Não votei no Seu Nélson (que conheci antes das patentes), mas pago o mesmo IPTU de quem votou, e a partir do momento em que foi escolhido pela maioria da população gonçalense, ele passa a ser o prefeito de minha cidade e, como cidadão, é meu dever cobrar. Mas é difícil exigir direitos quando meus pares abrem mão deles em troca de não sei o quê.


A prefeitura alardeia agora um evento, chamado “Viração Cultural”. 24 horas de acontecimentos artísticos em nossa cidade, simultaneamente em quatro palcos: o finado Lavourão, a caliente Loninha Cultural do Jardim Catarina, o Ponto de Ônibus Coberto das Artes e o teatro municipal. “Caramba, Gregório! Você não fica pilhado não? Será esse o renascimento cultural pelo qual você tanto esperava?”


Claro que não, interlocutor inexistente e groselheiro. Serão 200 artistas (e pasmem! Nenhum dançando o Vira!) se apresentando sem nada receberem por isso. Uma chuva de azeitonas na empada de uma gestão obscura e ineficaz. A custo de quê? Não sei. Só sei que, para a prefeitura, é a custo zero. Não é à toa que as ausências na programação falem muito mais alto que as presenças — longe de mim desmerecer o trabalho artístico dos que lá estão. Meu problema é outro.



Como lutar e exigir do poder público alguma coisa, se sempre haverá aqueles dispostos a trabalhar de graça? Gente correndo para exibir sua arte, aprimorada em cursos e ensaios, em troca de pífios “obrigado” e “caramba, você é fera, hein”? Causa espanto que o subsecretário à frente de toda a viração fez parte daqueles que lá atrás lutaram para que nossa cultura fosse respeitada. Os que o viram antes, como eu, não mais o reconhecem. Virou outra coisa.

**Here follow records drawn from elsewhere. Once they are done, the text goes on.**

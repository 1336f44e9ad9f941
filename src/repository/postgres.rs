//! PostGIS-backed tour store.

use std::collections::HashMap;

use postgis::ewkb;
use postgres::error::SqlState;
use postgres::types::ToSql;
use postgres::{NoTls, Row};
use r2d2::Pool;
use r2d2_postgres::PostgresConnectionManager;
use tracing::error;

use crate::error::{Result, TourError};
use crate::geodesy::AltitudeMode;
use crate::models::{Coordinate, Sport, TimestampedPoint, Tour, TourId, User};
use crate::schema::{SPORT_FK, SRID, USER_FK};

use super::{RadiusQuery, ReferenceLookup, TourRepository};

pub type PgPool = Pool<PostgresConnectionManager<NoTls>>;

const TOUR_SELECT: &str = "SELECT
        tours.id,
        tours.start_point_id,
        users.id AS user_id,
        users.username,
        sports.id AS sport_id,
        sports.name AS sport_name
    FROM tours
    JOIN users ON users.id = tours.user_id
    JOIN sports ON sports.id = tours.sport_id";

const POINTS_SELECT: &str = "SELECT id, tour_id, ts, geom
    FROM points
    WHERE tour_id = ANY($1)
    ORDER BY tour_id, ts, id";

pub fn create_pool(database_url: &str, max_size: u32) -> Result<PgPool> {
    let config: postgres::Config = database_url.parse()?;
    let manager = PostgresConnectionManager::new(config, NoTls);
    Ok(Pool::builder().max_size(max_size).build(manager)?)
}

#[derive(Clone)]
pub struct PgTourRepository {
    pool: PgPool,
}

impl PgTourRepository {
    pub fn new(pool: PgPool) -> PgTourRepository {
        PgTourRepository { pool }
    }

    pub fn pool(&self) -> &PgPool {
        &self.pool
    }

    /// Returns the existing user when the name is already taken.
    pub fn create_user(&self, username: &str) -> Result<User> {
        let mut db = self.pool.get()?;
        db.execute(
            "INSERT INTO users (username) VALUES ($1) ON CONFLICT DO NOTHING",
            &[&username],
        )?;
        drop(db);
        self.find_user(username)?
            .ok_or_else(|| TourError::user_not_found(username))
    }

    /// Returns the existing sport when the name is already taken.
    pub fn create_sport(&self, name: &str) -> Result<Sport> {
        let mut db = self.pool.get()?;
        db.execute(
            "INSERT INTO sports (name) VALUES ($1) ON CONFLICT DO NOTHING",
            &[&name],
        )?;
        drop(db);
        self.find_sport(name)?
            .ok_or_else(|| TourError::sport_not_found(name))
    }

    fn load(&self, sql: &str, params: &[&(dyn ToSql + Sync)]) -> Result<Vec<Tour>> {
        let mut db = self.pool.get()?;
        let tour_rows = db.query(sql, params)?;
        if tour_rows.is_empty() {
            return Ok(Vec::new());
        }

        let ids = tour_rows
            .iter()
            .map(|row| row.try_get::<_, i32>("id"))
            .collect::<std::result::Result<Vec<i32>, _>>()?;

        let mut points: HashMap<i32, Vec<(i32, TimestampedPoint)>> = HashMap::new();
        for row in db.query(POINTS_SELECT, &[&ids])? {
            let tour_id: i32 = row.try_get("tour_id")?;
            let point_id: i32 = row.try_get("id")?;
            points
                .entry(tour_id)
                .or_default()
                .push((point_id, point_from_row(&row)?));
        }

        tour_rows
            .iter()
            .map(|row| -> Result<Tour> {
                let id: i32 = row.try_get("id")?;
                let start_id: Option<i32> = row.try_get("start_point_id")?;
                let owned = points.remove(&id).unwrap_or_default();
                let start = owned
                    .iter()
                    .find(|(point_id, _)| Some(*point_id) == start_id)
                    .map(|(_, point)| *point);
                let user = User {
                    id: row.try_get("user_id")?,
                    username: row.try_get("username")?,
                };
                let sport = Sport {
                    id: row.try_get("sport_id")?,
                    name: row.try_get("sport_name")?,
                };
                Tour::restore(id, user, sport, owned.into_iter().map(|(_, p)| p).collect(), start)
            })
            .collect()
    }
}

fn point_from_row(row: &Row) -> Result<TimestampedPoint> {
    let geom: ewkb::PointZ = row.try_get("geom")?;
    Ok(TimestampedPoint::new(
        row.try_get("ts")?,
        Coordinate::new(geom.x, geom.y, geom.z),
    ))
}

fn to_geometry(coordinate: &Coordinate) -> ewkb::PointZ {
    ewkb::PointZ {
        x: coordinate.x,
        y: coordinate.y,
        z: coordinate.z,
        srid: Some(SRID),
    }
}

/// Foreign key violations on the tour row mean the user or sport vanished
/// between lookup and insert.
fn insert_error(tour: &Tour, err: postgres::Error) -> TourError {
    if err.code() == Some(&SqlState::FOREIGN_KEY_VIOLATION) {
        let constraint = err.as_db_error().and_then(|db| db.constraint());
        match constraint {
            Some(USER_FK) => return TourError::user_not_found(&tour.user().username),
            Some(SPORT_FK) => return TourError::sport_not_found(&tour.sport().name),
            _ => (),
        }
    }
    error!("Failed to store tour: {}", err);
    TourError::from(err)
}

/// Builds the start point search. The distance is the sphere distance
/// between start point and `$1`, optionally combined with the altitude
/// difference; `$2` is the radius and `$3` the optional sport name.
fn radius_sql(altitude_included: bool, sport_filtered: bool) -> String {
    let distance = if altitude_included {
        "sqrt(power(ST_DistanceSphere(start.geom, $1), 2) + power(ST_Z(start.geom) - ST_Z($1), 2))"
    } else {
        "ST_DistanceSphere(start.geom, $1)"
    };
    let sport = if sport_filtered {
        " AND sports.name = $3"
    } else {
        ""
    };
    format!(
        "{} JOIN points start ON start.id = tours.start_point_id WHERE {} < $2{} ORDER BY tours.id",
        TOUR_SELECT, distance, sport
    )
}

impl ReferenceLookup for PgTourRepository {
    fn find_user(&self, username: &str) -> Result<Option<User>> {
        let mut db = self.pool.get()?;
        let row = db.query_opt(
            "SELECT id, username FROM users WHERE lower(username) = lower($1)",
            &[&username],
        )?;
        match row {
            Some(row) => Ok(Some(User {
                id: row.try_get("id")?,
                username: row.try_get("username")?,
            })),
            None => Ok(None),
        }
    }

    fn find_sport(&self, name: &str) -> Result<Option<Sport>> {
        let mut db = self.pool.get()?;
        let row = db.query_opt(
            "SELECT id, name FROM sports WHERE lower(name) = lower($1)",
            &[&name],
        )?;
        match row {
            Some(row) => Ok(Some(Sport {
                id: row.try_get("id")?,
                name: row.try_get("name")?,
            })),
            None => Ok(None),
        }
    }
}

impl TourRepository for PgTourRepository {
    fn create(&self, tour: &Tour) -> Result<TourId> {
        let mut db = self.pool.get()?;
        let mut tx = db.transaction()?;

        let row = tx
            .query_one(
                "INSERT INTO tours (user_id, sport_id) VALUES ($1, $2) RETURNING id",
                &[&tour.user().id, &tour.sport().id],
            )
            .map_err(|err| insert_error(tour, err))?;
        let id: i32 = row.try_get(0)?;

        let mut start_point_id: Option<i32> = None;
        for (i, point) in tour.points().iter().enumerate() {
            let geom = to_geometry(&point.coordinate);
            let row = tx.query_one(
                "INSERT INTO points (tour_id, ts, geom) VALUES ($1, $2, $3) RETURNING id",
                &[&id, &point.time, &geom],
            )?;
            if i == tour.start_index() {
                start_point_id = Some(row.try_get(0)?);
            }
        }

        tx.execute(
            "UPDATE tours SET start_point_id = $1 WHERE id = $2",
            &[&start_point_id, &id],
        )?;
        tx.commit()?;

        Ok(id)
    }

    fn find_by_id(&self, id: TourId) -> Result<Option<Tour>> {
        let sql = format!("{} WHERE tours.id = $1", TOUR_SELECT);
        Ok(self.load(&sql, &[&id])?.into_iter().next())
    }

    fn find_by_username(&self, username: &str) -> Result<Vec<Tour>> {
        let sql = format!(
            "{} WHERE lower(users.username) = lower($1) ORDER BY tours.id",
            TOUR_SELECT
        );
        self.load(&sql, &[&username])
    }

    fn find_by_sport(&self, sport: &str) -> Result<Vec<Tour>> {
        let sql = format!(
            "{} WHERE lower(sports.name) = lower($1) ORDER BY tours.id",
            TOUR_SELECT
        );
        self.load(&sql, &[&sport])
    }

    fn find_by_radius(&self, query: &RadiusQuery, mode: AltitudeMode) -> Result<Vec<Tour>> {
        let altitude_included = mode == AltitudeMode::Included && query.altitude.is_some();
        let center = to_geometry(&Coordinate::new(
            query.lon,
            query.lat,
            query.altitude.unwrap_or(0.0),
        ));
        let sql = radius_sql(altitude_included, query.sport.is_some());

        match &query.sport {
            Some(sport) => self.load(&sql, &[&center, &query.radius, sport]),
            None => self.load(&sql, &[&center, &query.radius]),
        }
    }
}

#[cfg(test)]
mod tests {
    use super::*;

    #[test]
    fn radius_sql_variants() {
        let plain = radius_sql(false, false);
        assert!(plain.contains("ST_DistanceSphere(start.geom, $1) < $2 ORDER BY tours.id"));
        assert!(!plain.contains("$3"));

        let filtered = radius_sql(false, true);
        assert!(filtered.contains("AND sports.name = $3"));

        let vertical = radius_sql(true, false);
        assert!(vertical.contains("ST_Z(start.geom) - ST_Z($1)"));
    }
}
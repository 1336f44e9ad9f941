use anyhow::Context;

use tourstore::config::Settings;
use tourstore::schema::create_db;
use tourstore::{establish_connection, init_logging};

fn main() -> anyhow::Result<()> {
    init_logging();

    let settings = Settings::from_env()?;
    let mut db = establish_connection(&settings.database_url)?;
    create_db(&mut db).context("Failed to create DB")?;
    Ok(())
}
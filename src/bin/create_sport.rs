use getopts::Options;
use std::env;

use tourstore::config::Settings;
use tourstore::init_logging;
use tourstore::repository::postgres::create_pool;
use tourstore::repository::PgTourRepository;

fn print_usage(program: &str, opts: Options) {
    let brief = format!("Usage: {} [options]", program);
    print!("{}", opts.usage(&brief));
}

fn main() -> anyhow::Result<()> {
    let args: Vec<String> = env::args().collect();
    let program = args[0].clone();

    let mut opts = Options::new();
    opts.optopt("n", "name", "sport name", "NAME");
    opts.optflag("h", "help", "print this help menu");
    let matches = opts.parse(&args[1..])?;
    if matches.opt_present("h") {
        print_usage(&program, opts);
        return Ok(());
    }

    let name = match matches.opt_str("n") {
        Some(name) => name,
        None => {
            print_usage(&program, opts);
            return Ok(());
        }
    };

    init_logging();
    let settings = Settings::from_env()?;
    let repository = PgTourRepository::new(create_pool(&settings.database_url, 1)?);
    let sport = repository.create_sport(&name)?;
    println!("Created sport {} with ID {}", sport.name, sport.id);
    Ok(())
}
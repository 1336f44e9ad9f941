//! Conversion between the wire representation and the tour aggregate.

use chrono::Utc;

use crate::error::{Result, TourError};
use crate::models::{Coordinate, TimestampedPoint, Tour};
use crate::representation::{PointRepresentation, TourRepresentation};
use crate::repository::ReferenceLookup;

/// Resolves creator and sport and builds the tour. Points keep the input
/// order; the start point is the earliest of them.
pub fn to_entity<L>(representation: &TourRepresentation, lookup: &L) -> Result<Tour>
where
    L: ReferenceLookup + ?Sized,
{
    let user = lookup
        .find_user(&representation.creator)?
        .ok_or_else(|| TourError::user_not_found(&representation.creator))?;
    let sport = lookup
        .find_sport(&representation.sport)?
        .ok_or_else(|| TourError::sport_not_found(&representation.sport))?;

    let points = representation
        .geometry
        .iter()
        .map(|p| TimestampedPoint::new(p.time.with_timezone(&Utc), Coordinate::new(p.x, p.y, p.z)))
        .collect();

    Tour::new(user, sport, points)
}

pub fn to_representation(tour: &Tour) -> TourRepresentation {
    let geometry = tour
        .points_by_time()
        .into_iter()
        .map(|point| PointRepresentation {
            time: point.time.fixed_offset(),
            x: point.coordinate.x,
            y: point.coordinate.y,
            z: point.coordinate.z,
        })
        .collect();

    TourRepresentation {
        creator: tour.user().username.clone(),
        sport: tour.sport().name.clone(),
        geometry,
    }
}

pub fn many_to_representation(tours: &[Tour]) -> Vec<TourRepresentation> {
    tours.iter().map(to_representation).collect()
}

Como já boiei muito em desespero nesta baía e por muitos anos, rogo-me ao direito de tecer profecias: isto é só mais um começo sombrio. Temo pelos tempos e pelos artistas que virão, já começando a nadar na água podre e com bigornas amarradas nas pernas e braços, para tentar chegar a algum lugar e virarem artistas reconhecidos — isso em uma cidade que não reconhece talentos como Rheinaldo Baso e Simone Santó, hein?


A gestão do Seu Nélson comemorando e vibrando com a viração cultural lembra meu amigo Aristides Resende; o único naquele bar da Lagoinha que comemorou o gol dado pela Alemanha para o Oscar aos 45 do segundo tempo naquele famigerado 8 de julho, achando que o jogo ainda fosse virar. Tem artista na cidade, inclusive, dizendo que esse evento, essa Viração (ainda por cima uma paródia sem criatividade alguma dos viradões culturais pelo Brasilzão afora. Deveria se chamar Vacilão Cultural.) é um marco, e que agora o jogo virou. Virou sim, amigo.


Virou passeio.


Gregório de Azevedo é o fantasma dos saraus passados.